Repeat precisely the span of lines below that opens with the line containing "use anyhow::Result;" and closes with the line containing "#[derive(Args)]", both included.

### Input data ###

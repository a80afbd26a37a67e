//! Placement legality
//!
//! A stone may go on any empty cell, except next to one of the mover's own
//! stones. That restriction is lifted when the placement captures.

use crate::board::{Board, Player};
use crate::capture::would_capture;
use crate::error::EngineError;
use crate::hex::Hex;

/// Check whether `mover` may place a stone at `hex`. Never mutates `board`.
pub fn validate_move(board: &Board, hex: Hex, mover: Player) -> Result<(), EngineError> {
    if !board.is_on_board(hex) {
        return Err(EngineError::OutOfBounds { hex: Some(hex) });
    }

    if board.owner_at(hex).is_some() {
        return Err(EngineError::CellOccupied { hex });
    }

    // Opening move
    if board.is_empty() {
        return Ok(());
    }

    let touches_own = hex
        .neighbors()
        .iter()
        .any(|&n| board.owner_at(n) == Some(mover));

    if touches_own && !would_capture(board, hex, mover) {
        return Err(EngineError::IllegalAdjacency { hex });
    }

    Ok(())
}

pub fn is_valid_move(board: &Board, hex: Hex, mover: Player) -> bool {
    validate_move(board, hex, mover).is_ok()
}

###
### Input data ###

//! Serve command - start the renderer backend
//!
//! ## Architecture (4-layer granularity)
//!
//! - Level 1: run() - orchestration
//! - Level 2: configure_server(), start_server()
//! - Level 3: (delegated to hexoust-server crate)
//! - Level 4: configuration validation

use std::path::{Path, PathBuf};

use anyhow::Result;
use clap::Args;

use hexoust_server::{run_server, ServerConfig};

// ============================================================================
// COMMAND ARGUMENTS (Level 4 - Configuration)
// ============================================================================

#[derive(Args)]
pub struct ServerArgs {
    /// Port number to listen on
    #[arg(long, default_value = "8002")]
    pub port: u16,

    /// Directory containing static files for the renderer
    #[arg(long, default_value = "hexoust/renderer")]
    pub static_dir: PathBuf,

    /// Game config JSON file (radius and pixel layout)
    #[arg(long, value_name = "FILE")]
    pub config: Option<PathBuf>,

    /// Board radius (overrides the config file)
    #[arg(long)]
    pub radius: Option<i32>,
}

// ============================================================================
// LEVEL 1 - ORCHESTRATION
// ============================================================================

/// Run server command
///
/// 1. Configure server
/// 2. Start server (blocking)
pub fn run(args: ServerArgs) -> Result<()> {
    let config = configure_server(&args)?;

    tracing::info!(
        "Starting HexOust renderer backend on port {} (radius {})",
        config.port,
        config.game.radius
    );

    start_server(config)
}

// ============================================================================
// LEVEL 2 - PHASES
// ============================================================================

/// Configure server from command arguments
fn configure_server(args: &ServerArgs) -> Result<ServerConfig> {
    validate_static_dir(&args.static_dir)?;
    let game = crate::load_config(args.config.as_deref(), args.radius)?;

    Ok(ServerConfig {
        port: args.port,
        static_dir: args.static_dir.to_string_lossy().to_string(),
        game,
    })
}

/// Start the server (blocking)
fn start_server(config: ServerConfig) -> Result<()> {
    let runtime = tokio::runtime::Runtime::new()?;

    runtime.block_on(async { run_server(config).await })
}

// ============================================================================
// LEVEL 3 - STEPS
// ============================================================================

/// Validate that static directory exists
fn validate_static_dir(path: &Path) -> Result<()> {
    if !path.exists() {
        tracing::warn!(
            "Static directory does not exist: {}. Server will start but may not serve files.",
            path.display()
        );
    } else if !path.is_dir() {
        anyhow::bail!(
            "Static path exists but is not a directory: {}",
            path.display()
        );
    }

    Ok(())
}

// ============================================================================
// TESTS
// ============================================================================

###

**Solution to the exercise:**
use anyhow::Result;
use clap::Args;

use hexoust_server::{run_server, ServerConfig};

// ============================================================================
// COMMAND ARGUMENTS (Level 4 - Configuration)
// ============================================================================

#[derive(Args)]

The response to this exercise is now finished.